Qui interviene la funzione didattica: la rappresentazione grafica permette di trasmettere efficacemente le informazioni, come la moda dell’infografica ci ha mostrato. In Francia la Revue ha ispirato un’altra rivista d’informazione a fumetti, rivolta questa volta agli adolescenti. Arriverà anche lei in Italia?

A questo punto si tratta soltanto di trovare un pubblico. Perché se la Revue italiana ha superato con successo la prova del crowdfunding e ha una solida base di abbonati, sappiamo anche quanto sia angusto in Italia lo spazio lasciato al fumetto fuori dalla triade Marvel, Disney, Bonelli e da pochi “venerati maestri”.

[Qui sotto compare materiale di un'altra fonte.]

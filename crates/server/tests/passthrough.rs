//! Black-box tests for the passthrough routes: catalog listing, login, and
//! the fallback behavior for unmatched routes.

mod common;

use reqwest::StatusCode;
use serde_json::{Value, json};

#[tokio::test]
async fn products_are_sorted_case_insensitively_by_title() {
    let (base, _state) = common::spawn().await;
    let client = reqwest::Client::new();

    let response = client
        .get(format!("{base}/products"))
        .send()
        .await
        .expect("request sends");
    assert_eq!(response.status(), StatusCode::OK);

    let products: Vec<Value> = response.json().await.expect("json body");
    let titles: Vec<&str> = products
        .iter()
        .map(|p| p["title"].as_str().expect("title is a string"))
        .collect();

    // Stub catalog is ["Widget", "amplifier", "Beacon"]; a case-sensitive
    // sort would put "Widget" before "amplifier".
    assert_eq!(titles, vec!["amplifier", "Beacon", "Widget"]);
}

#[tokio::test]
async fn login_maps_upstream_session_to_user() {
    let (base, _state) = common::spawn().await;
    let client = reqwest::Client::new();

    let response = client
        .post(format!("{base}/auth/login"))
        .json(&json!({ "username": "emilys", "password": "emilyspass" }))
        .send()
        .await
        .expect("request sends");
    assert_eq!(response.status(), StatusCode::OK);

    let user: Value = response.json().await.expect("json body");
    assert_eq!(user["username"], "emilys");
    assert_eq!(user["firstName"], "Emily");
    assert_eq!(user["lastName"], "Johnson");
    assert_eq!(user["avatar"], "https://cdn.example.com/emily.png");
    assert_eq!(user["token"], common::TOKEN_C1);
    assert!(user.get("image").is_none());
}

#[tokio::test]
async fn login_with_wrong_password_is_unauthorized() {
    let (base, _state) = common::spawn().await;
    let client = reqwest::Client::new();

    let response = client
        .post(format!("{base}/auth/login"))
        .json(&json!({ "username": "emilys", "password": "wrong" }))
        .send()
        .await
        .expect("request sends");

    assert_eq!(response.status(), StatusCode::UNAUTHORIZED);
    let body = response.text().await.expect("body");
    assert!(body.contains("invalid credentials"));
}

#[tokio::test]
async fn login_with_unreachable_upstream_is_a_generic_failure() {
    // Point the app at a port nothing listens on.
    let (base, _state) = common::spawn_app("http://127.0.0.1:1").await;
    let client = reqwest::Client::new();

    let response = client
        .post(format!("{base}/auth/login"))
        .json(&json!({ "username": "emilys", "password": "emilyspass" }))
        .send()
        .await
        .expect("request sends");

    assert_eq!(response.status(), StatusCode::INTERNAL_SERVER_ERROR);
}

#[tokio::test]
async fn root_greets() {
    let (base, _state) = common::spawn().await;

    let response = reqwest::get(format!("{base}/")).await.expect("request sends");
    assert_eq!(response.status(), StatusCode::OK);
    assert_eq!(response.text().await.expect("body"), "Hello, World!");
}

#[tokio::test]
async fn unmatched_routes_get_an_empty_not_found() {
    let (base, _state) = common::spawn().await;

    let response = reqwest::get(format!("{base}/no-such-route"))
        .await
        .expect("request sends");
    assert_eq!(response.status(), StatusCode::NOT_FOUND);
    assert_eq!(response.text().await.expect("body"), "");
}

Le metrature di spazio espositivo lasciato ai romanzi grafici nelle librerie delle stazioni non deve ingannare: si tratta sempre di tirature minuscole funzionali alla rapida rotazione dell'offerta. E la Revue ha scelto di non vendersi su Amazon, per ragioni che sono spiegate in una storia disponibile online che denuncia il funzionamento del colosso della logistica.

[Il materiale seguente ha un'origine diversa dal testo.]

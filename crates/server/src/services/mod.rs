//! Business services sitting between the routes and the upstream API.

pub mod cart;
pub mod identity;

pub use cart::{CartError, CartService, CartStore};
pub use identity::{IdentityVerifier, VerifyError};
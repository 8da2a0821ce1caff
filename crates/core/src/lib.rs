//! Shopfront core library.
//!
//! Shared domain types used across the Shopfront workspace: type-safe ID
//! newtypes and the per-customer cart model.

#![cfg_attr(not(test), forbid(unsafe_code))]

pub mod types;

pub use types::{Cart, CustomerId, LineItem, ProductId};
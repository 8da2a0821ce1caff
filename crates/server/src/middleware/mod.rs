//! Request middleware and extractors.

pub mod auth;

pub use auth::RequireCustomer;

Contrariamente ai francesi, gli italiani fanno fatica a modificare le loro abitudini fumettistiche. E, per una sorta di snobismo, figuriamoci a farsi raccontare l’attualità coi disegni.

Io, pur odiando - devo ribadirlo? - il giornalismo a fumetti, devo ammettere che leggendo ieri Sacco e Zerocalcare, e oggi la Revue, ho scoperto segmenti di realtà che ignoravo. Perché tutta quella carta consumata si traduce in tempo ritrovato.

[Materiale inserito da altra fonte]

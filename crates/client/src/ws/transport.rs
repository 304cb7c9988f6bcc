//! Transport seam between the connection manager and the real socket.
//!
//! [`WsClient`](super::WsClient) only ever talks to a [`Transport`] obtained
//! from a [`Connector`], so tests can stand in a scripted fake while
//! production uses tokio-tungstenite.

use std::cell::Cell;
use std::rc::Rc;

use anyhow::{bail, Context};
use async_trait::async_trait;
use futures_channel::mpsc::{unbounded, UnboundedReceiver, UnboundedSender};
use futures_util::{SinkExt, StreamExt};
use tokio_tungstenite::tungstenite::protocol::frame::coding::CloseCode;
use tokio_tungstenite::tungstenite::protocol::CloseFrame;
use tokio_tungstenite::tungstenite::Message;
use tracing::{debug, trace};

use memeshare_shared::CLOSE_ABNORMAL;

/// An event surfaced by a live transport.
#[derive(Debug, Clone, PartialEq, Eq)]
pub enum TransportEvent {
    /// A complete inbound text frame.
    Message(String),
    /// The transport closed. `code` is the close code when one was received,
    /// [`CLOSE_ABNORMAL`] otherwise.
    Closed { code: u16, reason: String },
}

/// A live duplex connection.
pub trait Transport {
    /// Queue one text frame for sending.
    fn send(&self, text: String) -> anyhow::Result<()>;
    /// Close with the given code. Idempotent.
    fn close(&self, code: u16, reason: &str);
    /// Whether the underlying socket is still open.
    fn is_open(&self) -> bool;
}

/// Dials one transport per call.
#[async_trait(?Send)]
pub trait Connector {
    async fn connect(
        &self,
        url: &str,
    ) -> anyhow::Result<(Rc<dyn Transport>, UnboundedReceiver<TransportEvent>)>;
}

enum WriterCommand {
    Text(String),
    Close { code: u16, reason: String },
}

/// Production transport over tokio-tungstenite.
///
/// Writes go through an unbounded channel to a dedicated writer task so
/// `send` stays synchronous; a reader task forwards frames and the close
/// event to the connection manager.
struct TungsteniteTransport {
    writer: UnboundedSender<WriterCommand>,
    open: Rc<Cell<bool>>,
}

impl Transport for TungsteniteTransport {
    fn send(&self, text: String) -> anyhow::Result<()> {
        if !self.open.get() {
            bail!("socket is closed");
        }
        self.writer
            .unbounded_send(WriterCommand::Text(text))
            .context("writer task is gone")
    }

    fn close(&self, code: u16, reason: &str) {
        if !self.open.get() {
            return;
        }
        self.open.set(false);
        let _ = self.writer.unbounded_send(WriterCommand::Close {
            code,
            reason: reason.to_string(),
        });
    }

    fn is_open(&self) -> bool {
        self.open.get()
    }
}

/// Dials real WebSocket connections. Must be used from inside a
/// [`tokio::task::LocalSet`].
#[derive(Debug, Default)]
pub struct TungsteniteConnector;

#[async_trait(?Send)]
impl Connector for TungsteniteConnector {
    async fn connect(
        &self,
        url: &str,
    ) -> anyhow::Result<(Rc<dyn Transport>, UnboundedReceiver<TransportEvent>)> {
        let (socket, _response) = tokio_tungstenite::connect_async(url)
            .await
            .context("WebSocket handshake failed")?;
        debug!(%url, "WebSocket open");

        let (mut sink, mut stream) = socket.split();
        let (event_tx, event_rx) = unbounded();
        let (writer_tx, mut writer_rx) = unbounded();
        let open = Rc::new(Cell::new(true));

        tokio::task::spawn_local(async move {
            while let Some(command) = writer_rx.next().await {
                match command {
                    WriterCommand::Text(text) => {
                        if let Err(err) = sink.send(Message::Text(text.into())).await {
                            debug!(%err, "write failed, stopping writer");
                            break;
                        }
                    }
                    WriterCommand::Close { code, reason } => {
                        let frame = CloseFrame {
                            code: CloseCode::from(code),
                            reason: reason.into(),
                        };
                        let _ = sink.send(Message::Close(Some(frame))).await;
                        break;
                    }
                }
            }
        });

        let open_reader = open.clone();
        tokio::task::spawn_local(async move {
            loop {
                match stream.next().await {
                    Some(Ok(Message::Text(text))) => {
                        trace!(len = text.len(), "frame received");
                        if event_tx
                            .unbounded_send(TransportEvent::Message(text.as_str().to_owned()))
                            .is_err()
                        {
                            break;
                        }
                    }
                    Some(Ok(Message::Close(frame))) => {
                        open_reader.set(false);
                        let (code, reason) = match frame {
                            Some(frame) => (u16::from(frame.code), frame.reason.as_str().to_owned()),
                            None => (CLOSE_ABNORMAL, String::new()),
                        };
                        let _ = event_tx.unbounded_send(TransportEvent::Closed { code, reason });
                        break;
                    }
                    // tungstenite answers pings itself; binary frames are not
                    // part of this protocol
                    Some(Ok(_)) => {}
                    Some(Err(err)) => {
                        open_reader.set(false);
                        let _ = event_tx.unbounded_send(TransportEvent::Closed {
                            code: CLOSE_ABNORMAL,
                            reason: err.to_string(),
                        });
                        break;
                    }
                    None => {
                        open_reader.set(false);
                        let _ = event_tx.unbounded_send(TransportEvent::Closed {
                            code: CLOSE_ABNORMAL,
                            reason: "stream ended".to_string(),
                        });
                        break;
                    }
                }
            }
        });

        let transport = Rc::new(TungsteniteTransport {
            writer: writer_tx,
            open,
        });
        Ok((transport, event_rx))
    }
}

È la strana magia del fumetto: trasforma l’enorme quantità di risorse impiegate da chi li crea (carta, inchiostro e soprattutto lavoro) in un risparmio di risorse e un guadagno di esperienza per chi lo fruisce; quasi una sintesi alchemica. Quanto all’ecologia, non sarà certo peggio dello streaming e dei viaggi in macchina, quindi per questa volta glielo abbuoniamo.